• **Collected data**
++++++++

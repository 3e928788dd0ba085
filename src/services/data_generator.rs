//! 数据生成服务 - 业务能力层
//!
//! 只负责"为字段生成值"能力，不关心流程
//!
//! ## 技术栈
//! - 使用 `async-openai` crate 进行 API 调用
//! - 支持自定义 API 端点和模型
//! - 兼容 OpenAI API 的服务（如 Azure, Gemini, Doubao 等）
//!
//! ## 关键性质
//! 整张表单的字段放进一个批量请求（值之间才会相互一致，
//! 例如 state 和 zip 在地理上对得上）；瞬时失败固定间隔重试，
//! 重试耗尽或响应不可解析时，每个字段都落到确定性兜底值。
//! 流水线永远不会因为生成服务卡住。

use std::collections::HashMap;

use async_openai::{
    config::OpenAIConfig,
    types::chat::{
        ChatCompletionRequestMessage, ChatCompletionRequestSystemMessageArgs,
        ChatCompletionRequestUserMessageArgs, CreateChatCompletionRequestArgs,
    },
    Client,
};
use regex::Regex;
use serde_json::{Map, Value as JsonValue};
use tokio::time::{sleep, Duration};
use tracing::{debug, info, warn};

use crate::config::Config;
use crate::error::GenerationError;
use crate::models::{FieldCategory, FieldValue, FormField};

/// 数据生成服务客户端
///
/// 职责：
/// - 批量请求生成服务，为每个字段拿到一个值
/// - 瞬时失败重试，失败后落确定性兜底值
/// - 按字段记录值来源（ai-generated / fallback / user-supplied）
/// - 不出现 Vec<WorkflowRun> / 步骤序号
/// - 不关心流程顺序
pub struct DataGenerator {
    client: Client<OpenAIConfig>,
    model_name: String,
    max_retries: usize,
    retry_backoff: Duration,
}

impl DataGenerator {
    /// 创建新的数据生成客户端
    pub fn new(config: &Config) -> Self {
        // 配置 OpenAI 客户端（兼容 OpenAI API 的服务）
        let openai_config = OpenAIConfig::new()
            .with_api_key(&config.llm_api_key)
            .with_api_base(&config.llm_api_base_url);

        let client = Client::with_config(openai_config);

        Self {
            client,
            model_name: config.llm_model_name.clone(),
            max_retries: config.gen_max_retries,
            retry_backoff: Duration::from_secs(config.gen_retry_backoff_secs),
        }
    }

    /// 为一份文档的全部字段生成值
    ///
    /// 这个函数不会失败：服务不可用时每个字段都有兜底值。
    ///
    /// # 参数
    /// - `fields`: 分类后的字段序列
    /// - `user_supplied`: 调用方直接指定的值（按字段标识覆盖）
    ///
    /// # 返回
    /// 与字段一一对应的 `FieldValue` 列表
    pub async fn generate(
        &self,
        fields: &[FormField],
        user_supplied: &HashMap<String, String>,
    ) -> Vec<FieldValue> {
        if fields.is_empty() {
            return Vec::new();
        }

        info!("🤖 正在请求生成服务，共 {} 个字段...", fields.len());

        let response = match self.request_batch(fields).await {
            Ok(map) => {
                info!("✓ 生成服务返回 {} 个字段值", map.len());
                Some(map)
            }
            Err(e) => {
                warn!("⚠️ 生成服务不可用，全部使用兜底值: {}", e);
                None
            }
        };

        merge_response(fields, user_supplied, response.as_ref())
    }

    /// 发送批量请求并解析为 字段标识 → 值 的表
    ///
    /// 只有传输层错误参与重试；响应拿到手但解析不了，直接交给兜底。
    async fn request_batch(
        &self,
        fields: &[FormField],
    ) -> Result<Map<String, JsonValue>, GenerationError> {
        let (user_message, system_message) = build_batch_messages(fields);

        let attempts = self.max_retries + 1;
        let mut last_error = String::new();
        for attempt in 1..=attempts {
            match self.send_once(&user_message, &system_message).await {
                Ok(content) => return parse_values_json(&content),
                Err(e) => {
                    last_error = e;
                    if attempt < attempts {
                        warn!(
                            "生成服务调用失败 (尝试 {}/{}), {}秒后重试: {}",
                            attempt,
                            attempts,
                            self.retry_backoff.as_secs(),
                            last_error
                        );
                        sleep(self.retry_backoff).await;
                    }
                }
            }
        }
        Err(GenerationError::ServiceFailed {
            attempts,
            detail: last_error,
        })
    }

    /// 单次 API 调用
    async fn send_once(
        &self,
        user_message: &str,
        system_message: &str,
    ) -> Result<String, String> {
        debug!("调用生成服务，模型: {}", self.model_name);

        let system_msg = ChatCompletionRequestSystemMessageArgs::default()
            .content(system_message)
            .build()
            .map_err(|e| e.to_string())?;
        let user_msg = ChatCompletionRequestUserMessageArgs::default()
            .content(user_message)
            .build()
            .map_err(|e| e.to_string())?;

        let request = CreateChatCompletionRequestArgs::default()
            .model(&self.model_name)
            .messages(vec![
                ChatCompletionRequestMessage::System(system_msg),
                ChatCompletionRequestMessage::User(user_msg),
            ])
            .temperature(0.3)
            .max_tokens(2048u32)
            .build()
            .map_err(|e| e.to_string())?;

        let response = self
            .client
            .chat()
            .create(request)
            .await
            .map_err(|e| e.to_string())?;

        debug!("生成服务调用成功");

        let content = response
            .choices
            .first()
            .and_then(|choice| choice.message.content.clone())
            .ok_or_else(|| "返回内容为空".to_string())?;

        Ok(content.trim().to_string())
    }
}

/// 构建批量生成请求的消息
///
/// 返回 (user_message, system_message)
fn build_batch_messages(fields: &[FormField]) -> (String, String) {
    let system_message = "你是一个表单数据生成助手，负责为美国政府类表单生成一整条逼真、\
                          相互一致的英文记录。同一条记录内的值必须彼此吻合\
                          （例如 state 和 zip 要在地理上对应）。\
                          只返回一个严格的 JSON 对象，不要任何其他内容。"
        .to_string();

    let descriptors: Vec<JsonValue> = fields
        .iter()
        .map(|f| {
            let mut d = serde_json::json!({
                "id": f.id,
                "category": f.category.as_str(),
            });
            if let Some(hint) = &f.hint {
                d["hint"] = serde_json::json!(hint);
            }
            if !f.options.is_empty() {
                d["allowed_values"] = serde_json::json!(f.options);
            }
            d
        })
        .collect();

    let descriptors_json = serde_json::to_string_pretty(&descriptors).unwrap_or_default();

    let user_message = format!(
        r#"为下面的表单字段各生成一个值，整体作为同一条记录保持一致。

【要求】
- 值一律用英文
- date 类别用 MM/DD/YYYY 格式
- 有 allowed_values 的字段只能从中选择
- signature 类别给一个人名
- 返回一个 JSON 对象：键是字段 id，值是字符串；不要遗漏任何字段

字段列表：
{}"#,
        descriptors_json
    );

    (user_message, system_message)
}

/// 把响应文本解析为 字段标识 → 值 的表
///
/// 模型偶尔会包一层 markdown 代码块或者加说明文字，
/// 这里先整体解析，失败再提取第一个 JSON 对象。
fn parse_values_json(response: &str) -> Result<Map<String, JsonValue>, GenerationError> {
    let trimmed = response.trim();
    if trimmed.is_empty() {
        return Err(GenerationError::EmptyResponse);
    }

    if let Ok(JsonValue::Object(map)) = serde_json::from_str::<JsonValue>(trimmed) {
        return Ok(map);
    }

    let re = Regex::new(r"\{[\s\S]*\}").expect("JSON 提取正则无效");
    if let Some(m) = re.find(trimmed) {
        if let Ok(JsonValue::Object(map)) = serde_json::from_str::<JsonValue>(m.as_str()) {
            return Ok(map);
        }
    }

    Err(GenerationError::MalformedResponse {
        detail: crate::utils::logging::truncate_text(trimmed, 120),
    })
}

/// 合并服务响应、调用方覆盖值与兜底值
///
/// - 调用方提供的值最优先（user-supplied）
/// - 服务返回的非空值其次（ai-generated）
/// - 服务有应答但漏掉的字段：兜底且标记 omitted_by_service
/// - 服务整体失败：兜底（设计内路径，不做标记）
fn merge_response(
    fields: &[FormField],
    user_supplied: &HashMap<String, String>,
    response: Option<&Map<String, JsonValue>>,
) -> Vec<FieldValue> {
    fields
        .iter()
        .map(|field| {
            if let Some(value) = user_supplied.get(&field.id).filter(|v| !v.trim().is_empty()) {
                return FieldValue::user(&field.id, value.clone());
            }
            match response {
                Some(map) => match map.get(&field.id).and_then(value_as_string) {
                    Some(value) => FieldValue::ai(&field.id, value),
                    None => {
                        warn!("⚠️ 生成服务漏掉了字段 '{}'，使用兜底值", field.id);
                        FieldValue::fallback_omitted(&field.id, fallback_value(field))
                    }
                },
                None => FieldValue::fallback(&field.id, fallback_value(field)),
            }
        })
        .collect()
}

fn value_as_string(value: &JsonValue) -> Option<String> {
    let s = match value {
        JsonValue::String(s) => s.clone(),
        JsonValue::Null => return None,
        other => other.to_string(),
    };
    let s = s.trim().to_string();
    if s.is_empty() {
        None
    } else {
        Some(s)
    }
}

/// 按类别给出确定性兜底值
///
/// 取值是实现层约定（不从真实 AI 供应商推断默认值）：
/// text → "N/A"，date → 今天 (MM/DD/YYYY)，signature → "/s/ Auto-Signed"，
/// 选择类 → 第一个允许值（没有就 "X"），unknown → "N/A"
pub fn fallback_value(field: &FormField) -> String {
    match field.category {
        FieldCategory::Text | FieldCategory::Unknown => "N/A".to_string(),
        FieldCategory::Date => chrono::Local::now().format("%m/%d/%Y").to_string(),
        FieldCategory::Signature => "/s/ Auto-Signed".to_string(),
        FieldCategory::ChoiceSingle | FieldCategory::ChoiceMulti => field
            .options
            .first()
            .cloned()
            .unwrap_or_else(|| "X".to_string()),
    }
}

#[cfg(test)]
mod tests {
    use super::*;
    use crate::models::Provenance;

    fn field(id: &str, category: FieldCategory) -> FormField {
        FormField {
            id: id.to_string(),
            category,
            required: false,
            rect: None,
            hint: None,
            options: Vec::new(),
        }
    }

    #[test]
    fn test_parse_values_json_plain_object() {
        let map = parse_values_json(r#"{"buyer_name": "John Smith"}"#).unwrap();
        assert_eq!(map["buyer_name"], "John Smith");
    }

    #[test]
    fn test_parse_values_json_with_code_fence() {
        let response = "好的，结果如下：\n```json\n{\"dob\": \"01/09/1985\"}\n```";
        let map = parse_values_json(response).unwrap();
        assert_eq!(map["dob"], "01/09/1985");
    }

    #[test]
    fn test_parse_values_json_rejects_garbage() {
        assert!(matches!(
            parse_values_json("完全不是 JSON"),
            Err(GenerationError::MalformedResponse { .. })
        ));
        assert!(matches!(
            parse_values_json("   "),
            Err(GenerationError::EmptyResponse)
        ));
    }

    #[test]
    fn test_merge_full_response() {
        let fields = vec![
            field("buyer_name", FieldCategory::Text),
            field("dob", FieldCategory::Date),
        ];
        let mut map = Map::new();
        map.insert("buyer_name".into(), "John Smith".into());
        map.insert("dob".into(), "01/09/1985".into());

        let values = merge_response(&fields, &HashMap::new(), Some(&map));
        assert_eq!(values.len(), 2);
        assert!(values
            .iter()
            .all(|v| v.provenance == Provenance::AiGenerated));
    }

    #[test]
    fn test_merge_partial_response_marks_omitted() {
        let fields = vec![
            field("buyer_name", FieldCategory::Text),
            field("signature1", FieldCategory::Signature),
        ];
        let mut map = Map::new();
        map.insert("buyer_name".into(), "John Smith".into());

        let values = merge_response(&fields, &HashMap::new(), Some(&map));
        assert_eq!(values[0].provenance, Provenance::AiGenerated);
        assert_eq!(values[1].provenance, Provenance::Fallback);
        assert!(values[1].omitted_by_service);
        assert_eq!(values[1].value, "/s/ Auto-Signed");
    }

    #[test]
    fn test_merge_total_outage_falls_back_everywhere() {
        let fields = vec![
            field("buyer_name", FieldCategory::Text),
            field("contract_date", FieldCategory::Date),
        ];
        let values = merge_response(&fields, &HashMap::new(), None);
        assert_eq!(values.len(), 2);
        for v in &values {
            assert_eq!(v.provenance, Provenance::Fallback);
            assert!(!v.omitted_by_service);
            assert!(!v.value.is_empty());
        }
    }

    #[test]
    fn test_merge_user_supplied_wins() {
        let fields = vec![field("buyer_name", FieldCategory::Text)];
        let mut user = HashMap::new();
        user.insert("buyer_name".to_string(), "Alex Chen".to_string());

        let values = merge_response(&fields, &user, None);
        assert_eq!(values[0].provenance, Provenance::UserSupplied);
        assert_eq!(values[0].value, "Alex Chen");
    }

    #[test]
    fn test_fallback_values_per_category() {
        assert_eq!(fallback_value(&field("a", FieldCategory::Text)), "N/A");
        assert_eq!(
            fallback_value(&field("s", FieldCategory::Signature)),
            "/s/ Auto-Signed"
        );

        let mut choice = field("c", FieldCategory::ChoiceSingle);
        assert_eq!(fallback_value(&choice), "X");
        choice.options = vec!["TX".to_string(), "CA".to_string()];
        assert_eq!(fallback_value(&choice), "TX");

        // 日期兜底用当天，格式固定
        let date = fallback_value(&field("d", FieldCategory::Date));
        assert_eq!(date.len(), 10);
        assert_eq!(&date[2..3], "/");
        assert_eq!(&date[5..6], "/");
    }

    #[test]
    fn test_build_batch_messages_lists_every_field() {
        let mut choice = field("property_state", FieldCategory::ChoiceSingle);
        choice.options = vec!["TX".to_string()];
        let fields = vec![field("buyer_name", FieldCategory::Text), choice];

        let (user_message, system_message) = build_batch_messages(&fields);
        assert!(user_message.contains("buyer_name"));
        assert!(user_message.contains("property_state"));
        assert!(user_message.contains("allowed_values"));
        assert!(system_message.contains("JSON"));
    }
}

++++++++

• **WHAT TO PRODUCE**
In the records above, some lines hold the word "sleep"; copy each such line.

• **WRITTEN RESPONSE**
use tokio::time::{sleep, Duration};
                        sleep(self.retry_backoff).await;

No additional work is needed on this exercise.